Miranda entrou na igreja num passo apressado, mas sem parecer que tinha pressa. Rob ficou espantado ao vê-la. Esperava que ela viesse altamente produzida, mas, em vez disso, vinha vestida com um vestido simples, azul, a acabar quase aos seus pés, mas que lhe abraçava o corpo e além de o realçar, fluía com o seu andar. A maquilhagem e o penteado, também simples, davam enfase à sua beleza natural. Rob não pode deixar de a admirar enquanto ela percorria a igreja para tomar o seu lugar no altar, no lado oposto a ele.
Já Miranda, ao entrar, tinha ficado encandeada com o contraste entre o sol forte e a escuridão da igreja. Os seus olhos demoraram um pouco a ambientar-se, mas a primeira pessoa que ela distinguiu foi Rob, elegantemente vestido e apresentado, e ela não pode conter um sorriso, que lhe iluminou o rosto e os olhos. Ocupou o seu lugar no altar, mas os seus olhos não largavam Rob. Rob sorriu-lhe e piscou-lhe o olho à distância.
-Pá, mas é para fazermos um casamento duplo hoje, ou quê? – Perguntou Tobias ao ouvido de Rob.
-Deixa-te disso.
Nisto começou a tocar a marcha nupcial. De imediato toda a igreja voltou a sua atenção para a entrada, por onde entram as netas de Tobias, a mais velha à frente, com um cesto com pétalas de flores que ia largando ao longo do caminho, e a mais nova atrás com uma almofada com as alianças.

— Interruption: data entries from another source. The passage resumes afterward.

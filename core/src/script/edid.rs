//! EDID image presented on the HDMI port.

use crate::bus::bank::Bank;
use crate::script::RegisterOp;

pub const EDID_BLOCK_LEN: usize = 128;

/// Base block plus one CEA-861 extension block.
pub const EDID: [u8; 2 * EDID_BLOCK_LEN] = [
    0x00, 0xff, 0xff, 0xff, 0xff, 0xff, 0xff, 0x00, 0x4c, 0x2d, 0x9e, 0x07, 0x00, 0x00, 0x00, 0x00,
    0x25, 0x15, 0x01, 0x03, 0x80, 0x3c, 0x22, 0x78, 0x2a, 0xee, 0x91, 0xa3, 0x54, 0x4c, 0x99, 0x26,
    0x0f, 0x50, 0x54, 0x23, 0x08, 0x00, 0x81, 0x80, 0x81, 0x40, 0x81, 0x00, 0x95, 0x00, 0xb3, 0x00,
    0x01, 0x01, 0x01, 0x01, 0x01, 0x01, 0x02, 0x3a, 0x80, 0x18, 0x71, 0x38, 0x2d, 0x40, 0x58, 0x2c,
    0x45, 0x00, 0x56, 0x50, 0x21, 0x00, 0x00, 0x1e, 0x02, 0x3a, 0x80, 0xd0, 0x72, 0x38, 0x2d, 0x40,
    0x10, 0x2c, 0x45, 0x80, 0x56, 0x50, 0x21, 0x00, 0x00, 0x1e, 0x00, 0x00, 0x00, 0xfd, 0x00, 0x18,
    0x4b, 0x1a, 0x51, 0x17, 0x00, 0x0a, 0x20, 0x20, 0x20, 0x20, 0x20, 0x20, 0x00, 0x00, 0x00, 0xfc,
    0x00, 0x53, 0x32, 0x37, 0x41, 0x39, 0x35, 0x30, 0x44, 0x0a, 0x20, 0x20, 0x20, 0x20, 0x01, 0x07,

    0x02, 0x03, 0x28, 0xf1, 0x49, 0x90, 0x1f, 0x04, 0x13, 0x05, 0x14, 0x03, 0x12, 0x20, 0x23, 0x09,
    0x07, 0x07, 0x83, 0x01, 0x00, 0x00, 0xe2, 0x00, 0x0f, 0x6e, 0x03, 0x0c, 0x00, 0x10, 0x00, 0x00,
    0x2d, 0x20, 0x90, 0x04, 0x08, 0x10, 0x18, 0x10, 0x01, 0x1d, 0x00, 0x72, 0x51, 0xd0, 0x1e, 0x20,
    0x6e, 0x28, 0x55, 0x00, 0x56, 0x50, 0x21, 0x00, 0x00, 0x1e, 0x01, 0x1d, 0x00, 0xbc, 0x52, 0xd0,
    0x1e, 0x20, 0xb8, 0x28, 0x55, 0x40, 0x56, 0x50, 0x21, 0x00, 0x00, 0x1e, 0x01, 0x1d, 0x80, 0x18,
    0x71, 0x1c, 0x16, 0x20, 0x58, 0x2c, 0x25, 0x00, 0x56, 0x50, 0x21, 0x00, 0x00, 0x9e, 0x01, 0x1d,
    0x80, 0xd0, 0x72, 0x1c, 0x16, 0x20, 0x10, 0x2c, 0x25, 0x80, 0x56, 0x50, 0x21, 0x00, 0x00, 0x9e,
    0x00, 0x00, 0x00, 0x00, 0x00, 0x00, 0x00, 0x00, 0x00, 0x00, 0x00, 0x00, 0x00, 0x00, 0x00, 0xd6,
];

/// One EDID bank write per byte of [EDID], without an END marker.
pub const EDID_WRITES: [RegisterOp; EDID.len()] = edid_writes(&EDID);

const fn edid_writes(image: &[u8; 2 * EDID_BLOCK_LEN]) -> [RegisterOp; 2 * EDID_BLOCK_LEN] {
    let mut ops = [RegisterOp::End; 2 * EDID_BLOCK_LEN];
    let mut i = 0;
    while i < image.len() {
        ops[i] = RegisterOp::w(Bank::Edid, i as u8, image[i]);
        i += 1;
    }
    ops
}

/// True when every 128-byte block of `image` sums to zero.
pub fn checksums_valid(image: &[u8]) -> bool {
    image.len() % EDID_BLOCK_LEN == 0 && image.chunks(EDID_BLOCK_LEN)
        .all(|blk| blk.iter().fold(0u8, |acc, b| acc.wrapping_add(*b)) == 0)
}

#[cfg(test)]
mod tests {
    use super::*;

    #[test]
    fn image_checksums() {
        assert!(checksums_valid(&EDID));
        let mut broken = EDID;
        broken[10] ^= 1;
        assert!(!checksums_valid(&broken));
    }

    #[test]
    fn header_and_extension_tag() {
        assert_eq!(&EDID[0..8], &[0x00, 0xff, 0xff, 0xff, 0xff, 0xff, 0xff, 0x00]);
        // One extension block follows, tagged CEA-861.
        assert_eq!(EDID[126], 1);
        assert_eq!(EDID[128], 0x02);
    }

    #[test]
    fn writes_cover_every_register() {
        for (i, op) in EDID_WRITES.iter().enumerate() {
            assert_eq!(*op, RegisterOp::w(Bank::Edid, i as u8, EDID[i]));
        }
    }
}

Atrás delas entrou Cassandra, absolutamente deslumbrante no seu vestido de noiva e com um sorriso que, sozinho, iluminava toda a igreja. Cassandra desfilou devagar ao longo da nave da igreja, ou pelo menos assim parecia a Tobias. Ela finalmente subiu as escadas para o altar, ficando frente a frente com Tobias pela primeira vez desde que tinha partido há já muitos meses atrás. O olhar de felicidade de ambos enquanto mergulhavam nos olhos um do outro fazia aquele momento fazer sentido.

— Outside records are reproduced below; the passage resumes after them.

use std::sync::Arc;
use std::thread::ThreadId;

use log::{debug, trace, warn};
use parking_lot::{Mutex, MutexGuard};
use strum::{EnumCount, IntoEnumIterator};

use adv7482_core::bus::I2cBus;
use adv7482_core::bus::bank::Bank;
use adv7482_core::error::BusError;
use adv7482_core::regs::{hdmi, io, sdp};

/// Revision reported in IO 0xDF/0xE0.
pub const REVISION: (u8, u8) = (0x01, 0x20);

/// One transfer seen on the wire.
#[derive(Debug, Clone, PartialEq, Eq)]
pub struct Transfer {
    pub thread: ThreadId,
    pub addr: u8,
    pub reg: u8,
    /// `Some` for a write, `None` for a read.
    pub val: Option<u8>,
}

/// Signal presented to the HDMI receiver.
#[derive(Debug, Clone, Copy, PartialEq, Eq)]
pub struct HdmiSignal {
    pub width: u32,
    pub height: u32,
    pub progressive: bool,
}

impl std::str::FromStr for HdmiSignal {
    type Err = anyhow::Error;

    /// Parses `WIDTHxHEIGHT` followed by `p` or `i`, e.g. `1920x1080i`.
    fn from_str(s: &str) -> anyhow::Result<Self> {
        let progressive = match s.chars().last() {
            Some('p') => true,
            Some('i') => false,
            _ => anyhow::bail!("signal '{s}' must end in 'p' or 'i'"),
        };
        let (w, h) = s[..s.len() - 1].split_once('x')
            .ok_or_else(|| anyhow::anyhow!("signal '{s}' is not WIDTHxHEIGHT"))?;
        Ok(HdmiSignal { width: w.parse()?, height: h.parse()?, progressive })
    }
}

/// Register state of the emulated chip.
pub struct ChipState {
    pub io_addr: u8,
    /// Register file per bank, indexed by `Bank as usize`.
    pub regs: [[u8; 256]; Bank::COUNT],
    /// Bus address each bank currently answers on.
    pub addr: [Option<u8>; Bank::COUNT],
    /// Lock and standard bits reported in the SDP read-only map.
    pub sdp_status: u8,
    pub hdmi: Option<HdmiSignal>,
    /// Pending interrupt bits in IO 0x8A.
    pub irq: u8,

    /// Every completed transfer, in bus order.
    pub log: Vec<Transfer>,
    /// Number of transfers attempted so far, failed ones included.
    pub xfers: usize,
    /// Refuse the transfer with this index.
    pub fail_at: Option<usize>,
}

impl ChipState {
    fn new(io_addr: u8) -> Self {
        let mut res = ChipState {
            io_addr,
            regs: [[0; 256]; Bank::COUNT],
            addr: [None; Bank::COUNT],
            sdp_status: 0,
            hdmi: None,
            irq: 0,
            log: Vec::new(),
            xfers: 0,
            fail_at: None,
        };
        res.reset();
        res
    }

    /// Soft reset: registers back to zero and every bank except IO unmapped.
    pub fn reset(&mut self) {
        self.regs = [[0; 256]; Bank::COUNT];
        self.addr = [None; Bank::COUNT];
        self.addr[Bank::Io as usize] = Some(self.io_addr);
        let io_regs = &mut self.regs[Bank::Io as usize];
        io_regs[io::RD_INFO1 as usize] = REVISION.0;
        io_regs[io::RD_INFO2 as usize] = REVISION.1;
    }

    fn bank_at(&self, addr: u8) -> Option<Bank> {
        Bank::iter().find(|b| self.addr[*b as usize] == Some(addr))
    }

    /// True when the SDP read-only map is selected.
    fn sdp_ro_selected(&self) -> bool {
        self.regs[Bank::Sdp as usize][sdp::REG_CTRL as usize] == sdp::RO_MAIN_MAP
    }

    fn hdmi_status(&self, reg: u8) -> u8 {
        let Some(sig) = self.hdmi else { return 0 };
        let field_height = if sig.progressive { sig.height } else { sig.height / 2 };
        match reg {
            hdmi::STATUS1 => hdmi::VF_LOCKED | hdmi::DERF_LOCKED
                | ((sig.width >> 8) as u8 & hdmi::LWIDTH_MSBS_MASK),
            hdmi::LWIDTH => sig.width as u8,
            hdmi::F0HEIGHT_MSBS => (field_height >> 8) as u8 & hdmi::F0HEIGHT_MSBS_MASK,
            hdmi::F0HEIGHT_LSBS => field_height as u8,
            hdmi::STATUS2 => if sig.progressive { 0 } else { hdmi::INTERLACED },
            _ => 0,
        }
    }

    fn read_handler(&self, bank: Bank, reg: u8) -> u8 {
        match (bank, reg) {
            (Bank::Hdmi, hdmi::STATUS1..=hdmi::STATUS2) => self.hdmi_status(reg),
            (Bank::Io, io::INT_STATUS) => self.irq,
            (Bank::Sdp, sdp::STATUS10) if self.sdp_ro_selected() => self.sdp_status,
            (Bank::Sdp, r) if self.sdp_ro_selected() && r != sdp::REG_CTRL => 0,
            _ => self.regs[bank as usize][reg as usize],
        }
    }

    fn write_handler(&mut self, bank: Bank, reg: u8, val: u8) {
        match (bank, reg) {
            (Bank::Io, io::SW_RESET) if val == io::SW_RESET_VALUE => {
                debug!(target: "SIM", "soft reset");
                self.reset();
                return;
            },
            (Bank::Io, r) => {
                if let Some(target) = Bank::from_remap_reg(r) {
                    let addr = val >> 1;
                    if let Some(other) = self.bank_at(addr) {
                        warn!(target: "SIM", "{target} remapped onto {other} at {addr:02x}");
                    }
                    debug!(target: "SIM", "{target} now at {addr:02x}");
                    self.addr[target as usize] = Some(addr);
                }
            },
            (Bank::Sdp, r) if self.sdp_ro_selected() && r != sdp::REG_CTRL => {
                trace!(target: "SIM", "write to SDP read-only map {r:02x} dropped");
                return;
            },
            _ => {},
        }
        self.regs[bank as usize][reg as usize] = val;
    }

    /// Account for a transfer and find the bank it addresses.
    fn begin(&mut self, addr: u8) -> Result<Bank, BusError> {
        let idx = self.xfers;
        self.xfers += 1;
        if self.fail_at == Some(idx) {
            debug!(target: "SIM", "injected failure on transfer {idx}");
            return Err(BusError::Nack { addr });
        }
        self.bank_at(addr).ok_or(BusError::Nack { addr })
    }

    fn record(&mut self, addr: u8, reg: u8, val: Option<u8>) {
        let thread = std::thread::current().id();
        self.log.push(Transfer { thread, addr, reg, val });
    }

    /// Value of a register as stored, bypassing read side effects.
    pub fn peek(&self, bank: Bank, reg: u8) -> u8 {
        self.regs[bank as usize][reg as usize]
    }

    /// Writes in the log as (address, register, value).
    pub fn writes(&self) -> Vec<(u8, u8, u8)> {
        self.log.iter().filter_map(|t| t.val.map(|v| (t.addr, t.reg, v))).collect()
    }
}

/// An emulated ADV7482 on an emulated adapter.
///
/// Clones share the same chip, so a test can keep one while the driver owns another.
#[derive(Clone)]
pub struct EmulatedChip {
    state: Arc<Mutex<ChipState>>,
    byte_data: bool,
}

impl EmulatedChip {
    pub fn new(io_addr: u8) -> Self {
        EmulatedChip {
            state: Arc::new(Mutex::new(ChipState::new(io_addr))),
            byte_data: true,
        }
    }

    /// An adapter without byte-data transfer support.
    pub fn without_byte_data(mut self) -> Self {
        self.byte_data = false;
        self
    }

    pub fn lock(&self) -> MutexGuard<'_, ChipState> {
        self.state.lock()
    }

    pub fn set_hdmi_signal(&self, sig: Option<HdmiSignal>) {
        self.lock().hdmi = sig;
    }

    /// Set the raw value of SDP status register 0x10.
    pub fn set_sdp_status(&self, status10: u8) {
        self.lock().sdp_status = status10;
    }

    /// Raise interrupt bits in IO 0x8A.
    pub fn raise_irq(&self, bits: u8) {
        self.lock().irq |= bits;
    }

    /// Fail the `n`-th transfer from now.
    pub fn fail_in(&self, n: usize) {
        let mut st = self.lock();
        st.fail_at = Some(st.xfers + n);
    }

    pub fn clear_log(&self) {
        self.lock().log.clear();
    }
}

impl I2cBus for EmulatedChip {
    fn write(&mut self, addr: u8, bytes: &[u8]) -> Result<(), BusError> {
        let mut st = self.state.lock();
        let bank = st.begin(addr)?;
        let [reg, val] = bytes else {
            return Err(BusError::Other(format!("unexpected {}-byte write", bytes.len())));
        };
        st.write_handler(bank, *reg, *val);
        st.record(addr, *reg, Some(*val));
        Ok(())
    }

    fn write_read(&mut self, addr: u8, bytes: &[u8], buf: &mut [u8]) -> Result<(), BusError> {
        let mut st = self.state.lock();
        let bank = st.begin(addr)?;
        let (&[reg], [out]) = (bytes, buf) else {
            return Err(BusError::Other("only single register reads are supported".to_string()));
        };
        *out = st.read_handler(bank, reg);
        st.record(addr, reg, None);
        Ok(())
    }

    fn supports_byte_data(&self) -> bool {
        self.byte_data
    }
}

/// [adv7482_core::bus::Delay] that only keeps count.
#[derive(Debug, Default, Clone, Copy)]
pub struct SimDelay {
    pub total_ms: u64,
}

impl adv7482_core::bus::Delay for SimDelay {
    fn delay_ms(&mut self, ms: u32) {
        self.total_ms += ms as u64;
    }
}

#[cfg(test)]
mod tests {
    use super::*;

    #[test]
    fn only_io_answers_after_reset() {
        let mut chip = EmulatedChip::new(0x70);
        assert_eq!(chip.write(0x79, &[0x0E, 0x01]), Err(BusError::Nack { addr: 0x79 }));
        chip.write(0x70, &[0xFB, 0xF2]).unwrap();
        chip.write(0x79, &[0x0E, 0x01]).unwrap();
        assert_eq!(chip.lock().writes(), vec![(0x70, 0xFB, 0xF2), (0x79, 0x0E, 0x01)]);
    }

    #[test]
    fn sdp_status_only_in_read_only_map() {
        let mut chip = EmulatedChip::new(0x70);
        chip.write(0x70, &[0xFB, 0xF2]).unwrap();
        chip.set_sdp_status(0x41);
        let mut buf = [0];
        chip.write_read(0x79, &[0x10], &mut buf).unwrap();
        assert_eq!(buf[0], 0);
        chip.write(0x79, &[0x0E, 0x01]).unwrap();
        chip.write_read(0x79, &[0x10], &mut buf).unwrap();
        assert_eq!(buf[0], 0x41);
    }

    #[test]
    fn hdmi_status_encoding() {
        let mut chip = EmulatedChip::new(0x70);
        chip.write(0x70, &[0xF5, 0x68]).unwrap();
        chip.set_hdmi_signal(Some("1920x1080i".parse().unwrap()));
        let mut read = |reg| {
            let mut buf = [0];
            chip.write_read(0x34, &[reg], &mut buf).unwrap();
            buf[0]
        };
        assert_eq!(read(0x07), 0xA7);
        assert_eq!(read(0x08), 0x80);
        assert_eq!((read(0x09), read(0x0A)), (0x02, 0x1C));
        assert_eq!(read(0x0B), 0x20);
    }

    #[test]
    fn injected_failure_is_not_logged() {
        let mut chip = EmulatedChip::new(0x70);
        chip.fail_in(1);
        chip.write(0x70, &[0x00, 0x01]).unwrap();
        assert!(chip.write(0x70, &[0x00, 0x02]).is_err());
        chip.write(0x70, &[0x00, 0x03]).unwrap();
        assert_eq!(chip.lock().writes().len(), 2);
        assert_eq!(chip.lock().peek(Bank::Io, 0x00), 0x03);
    }

    #[test]
    fn signal_parsing() {
        assert_eq!("720x576p".parse::<HdmiSignal>().unwrap(), HdmiSignal { width: 720, height: 576, progressive: true });
        assert!("720x576".parse::<HdmiSignal>().is_err());
        assert!("axbp".parse::<HdmiSignal>().is_err());
    }
}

O casamento decorreu sem qualquer problema, os noivos levaram o costumeiro banho de arroz quando saíram da igreja e dirigiram-se todos para o local onde seria o banquete, uma quinta próxima. Nos jardins, os fotógrafos começaram a árdua tarefa de fotografar toda a gente com os noivos, enquanto os convidados iam petiscando para atenuar o apetite até as portas do salão abrirem e o banquete começar.
E foi aí que Miranda e Rob ficaram sozinhos pela primeira vez, logo a seguir a tirarem uma foto com os noivos. O fotógrafo puxou-os para o lado:
-Agora uma foto dos padrinhos de casamento.
Posaram os dois, lado a lado, mas o fotógrafo não parecia satisfeito.
-Podem dar as mãos por favor?
Olharam um para o outro, meio encavacados, mas deram as mãos e o fotógrafo pareceu ficar mais contente. Foi Miranda quem falou primeiro.
-Estou mesmo muito surpreendida.
-Estás? – Perguntou Rob intrigado - Com quê?
-Bem, contigo. Quase pareces um cavalheiro.
-Quase! Mas não exageres. Só vim assim porque fui ameaçado e temi pela minha vida. Nunca queiras ver o Tobias furioso…
Ela riu.
-Ainda bem que ele te ameaçou. Estás muito elegante.
-Bem, tu também. Esses trapinhos assentam-te muito bem.
-Obrigada. – Respondeu ela corando. Depois continuou:
-Ouve, Rob, eu…
-Schhh! – Silenciou-a ele – Temos muito para falar, eu sei. Mas hoje não é o dia nem o local.
Ela acenou com a cabeça em assentimento.
-Olha, sabes que eu não vim com companhia. Tu aparentemente também não. Além da Patrícia e do pessoal da tua banda – bem, e dos noivos, claro – não conheço aqui mais ninguém. Importas-te de ser o meu acompanhante por hoje.
Rob sorriu.
-Desde que não esperes que eu me comporte sempre como um cavalheiro…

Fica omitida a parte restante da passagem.